Figure 3. Dimerization interface of cHAD.

(A) Ribbon (left) and surface (right) diagram of the crystal structure of cHAD dimer in an asymmetric unit. The two molecules, subunit A and subunit B, colored in cyan and yellow respectively in the ribbon diagram, are arranged in a “tail-to-tail” manner through interactions between their C-terminal domains. The loop between helix α2 and α3 with weak electron density is indicated by dotted line. In the surface diagram, only secondary structures involving dimerization are depicted. (B) An “open-book” view of the dimerization interface between subunit A and B. The negatively charged, positively charged, polar, hydrophobic and glycine residues on the surface are represented in red, blue, green, yellow and white, respectively.
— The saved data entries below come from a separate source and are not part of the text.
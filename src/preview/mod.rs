//! Live, line-numbered rendering of a file body while the tool call that
//! carries it is still streaming in.

pub mod extract;
pub mod monitor;
pub mod unescape;

use crossterm::style::Color;
use std::io::Write;
use std::time::{Duration, Instant};

use crate::terminal::{separator_line, terminal_height, terminal_width};
use crate::ui::repaint::GUTTER_WIDTH;
use crate::ui::text_metrics::wrap_display_lines;
use crate::ui::{RenderLine, TerminalRepainter};

pub use extract::{FieldExtractor, FieldSnapshot};
pub use monitor::{CompletedToolCall, ToolStreamMonitor};

/// Argument holding the identifying name shown in the preview header.
pub const LABEL_FIELD: &str = "filename";

/// Which argument of `tool_name` is previewed, if the tool is monitored.
pub fn target_field(tool_name: &str) -> Option<&'static str> {
    match tool_name {
        "write_file" => Some("content"),
        "edit_file" => Some("replacement_text"),
        _ => None,
    }
}

/// Turn a field value into numbered rows no wider than `width` columns,
/// gutter included.
pub fn render_value_lines(value: &str, width: usize) -> Vec<RenderLine> {
    if value.is_empty() {
        return Vec::new();
    }
    let text_width = width.saturating_sub(GUTTER_WIDTH + 1).max(1);
    let mut lines = Vec::new();
    let mut previous = None;
    for (logical, segment) in wrap_display_lines(value, text_width) {
        if previous == Some(logical) {
            lines.push(RenderLine::continuation(segment));
        } else {
            lines.push(RenderLine::numbered(logical + 1, segment));
        }
        previous = Some(logical);
    }
    lines
}

struct ActivePreview {
    tool: String,
    extractor: FieldExtractor,
    header_shown: bool,
    was_complete: bool,
    last_draw: Option<Instant>,
    latest: Option<FieldSnapshot>,
}

pub struct StreamingArgumentPreview<W: Write> {
    out: W,
    repainter: TerminalRepainter,
    interval: Duration,
    max_rows: usize,
    active: Option<ActivePreview>,
    header: Option<String>,
    rendered: Vec<String>,
}

impl<W: Write> StreamingArgumentPreview<W> {
    pub fn new(out: W, interval: Duration) -> Self {
        let rows = terminal_height().saturating_sub(6).max(5);
        Self::with_size(out, interval, terminal_width(), rows)
    }

    pub fn with_size(out: W, interval: Duration, width: usize, max_rows: usize) -> Self {
        Self {
            out,
            repainter: TerminalRepainter::with_width(width),
            interval,
            max_rows: max_rows.max(1),
            active: None,
            header: None,
            rendered: Vec::new(),
        }
    }

    pub fn is_active(&self) -> bool {
        self.active.is_some()
    }

    /// Header of the current or most recent preview.
    pub fn header(&self) -> Option<&str> {
        self.header.as_deref()
    }

    /// Rows of the most recent draw, gutters included.
    pub fn last_rendered_lines(&self) -> &[String] {
        &self.rendered
    }

    pub fn into_inner(self) -> W {
        self.out
    }

    /// Begin previewing a call to `tool_name`. Returns false for tools that
    /// are not monitored.
    pub fn start(&mut self, tool_name: &str) -> bool {
        let Some(field) = target_field(tool_name) else {
            return false;
        };
        if self.active.is_some() {
            self.cancel();
        }
        let extractor = match FieldExtractor::new(field, LABEL_FIELD) {
            Ok(extractor) => extractor,
            Err(err) => {
                tracing::warn!(error = %err, tool = tool_name, "preview extractor unavailable");
                return false;
            }
        };
        self.header = None;
        self.rendered.clear();
        self.active = Some(ActivePreview {
            tool: tool_name.to_string(),
            extractor,
            header_shown: false,
            was_complete: false,
            last_draw: None,
            latest: None,
        });
        true
    }

    pub fn feed(&mut self, fragment: &str) {
        let Some(active) = self.active.as_mut() else {
            return;
        };
        let Some(snapshot) = active.extractor.feed(fragment) else {
            return;
        };

        let just_completed = snapshot.complete && !active.was_complete;
        active.was_complete = snapshot.complete;
        active.latest = Some(snapshot);

        if !active.header_shown {
            let Some(label) = active.latest.as_ref().and_then(|s| s.label.clone()) else {
                return;
            };
            active.header_shown = true;
            let header = format!("{}: {label}", active.tool);
            self.print_header(&header);
            self.header = Some(header);
        }

        let due = self
            .active
            .as_ref()
            .map(|a| a.last_draw.map_or(true, |t| t.elapsed() >= self.interval))
            .unwrap_or(false);
        if just_completed || due {
            self.draw();
        }
    }

    /// The call's arguments are complete: draw the final state and close the
    /// block.
    pub fn finish(&mut self) {
        let Some(active) = self.active.as_ref() else {
            return;
        };
        if active.header_shown {
            self.draw();
            let rule = separator_line(self.repainter.width());
            self.repainter.commit();
            let result = self.repainter.redraw(&mut self.out, &[RenderLine::plain(rule)]);
            self.report(result);
        }
        self.repainter.commit();
        self.active = None;
    }

    /// Abandon the preview, leaving whatever is on screen.
    pub fn cancel(&mut self) {
        if self.active.take().is_some() {
            self.repainter.commit();
            tracing::debug!("streaming preview cancelled");
        }
    }

    fn print_header(&mut self, header: &str) {
        let rule = separator_line(self.repainter.width());
        let lines = [
            RenderLine::plain(rule.clone()),
            RenderLine::plain(header.to_string()).with_color(Color::Cyan),
            RenderLine::plain(rule),
        ];
        self.repainter.commit();
        let result = self.repainter.redraw(&mut self.out, &lines);
        self.repainter.commit();
        self.report(result);
    }

    fn draw(&mut self) {
        let Some(active) = self.active.as_mut() else {
            return;
        };
        active.last_draw = Some(Instant::now());
        let value = active
            .latest
            .as_ref()
            .map(FieldSnapshot::value)
            .unwrap_or_default();

        let mut lines = render_value_lines(&value, self.repainter.width());
        if lines.len() > self.max_rows {
            let hidden = lines.len() - self.max_rows + 1;
            lines.drain(..hidden);
            lines.insert(
                0,
                RenderLine::plain(format!("      ... {hidden} rows above")).with_color(Color::DarkGrey),
            );
        }
        let result = self.repainter.redraw(&mut self.out, &lines);
        self.rendered = self.repainter.window().lines.clone();
        self.report(result);
    }

    fn report(&self, result: std::io::Result<usize>) {
        if let Err(err) = result {
            tracing::debug!(error = %err, "preview write failed");
        }
    }
}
The contact sites of the dimerization interface via α8/α8′, α9/β7′–β8′ and α9′/β7–β8 are indicated by the red dotted ellipse, green dotted rectangle and blue dotted rectangle. (C) Core dimerization interface. A combined ribbon and stick model illustrates both electrostatic (left) and hydrophobic (right) interactions between each α8 helix of two subunits. Salt bridges are indicated with the dashed lines. (D) Gel filtration profile of the wild type and mutated cHADs. Equal amount of protein (100 µg) was injected onto a pre-equilibrated Superdex 200 column (10/300 GL; GE healthcare) and eluted at a flow rate of 0.5 ml/min.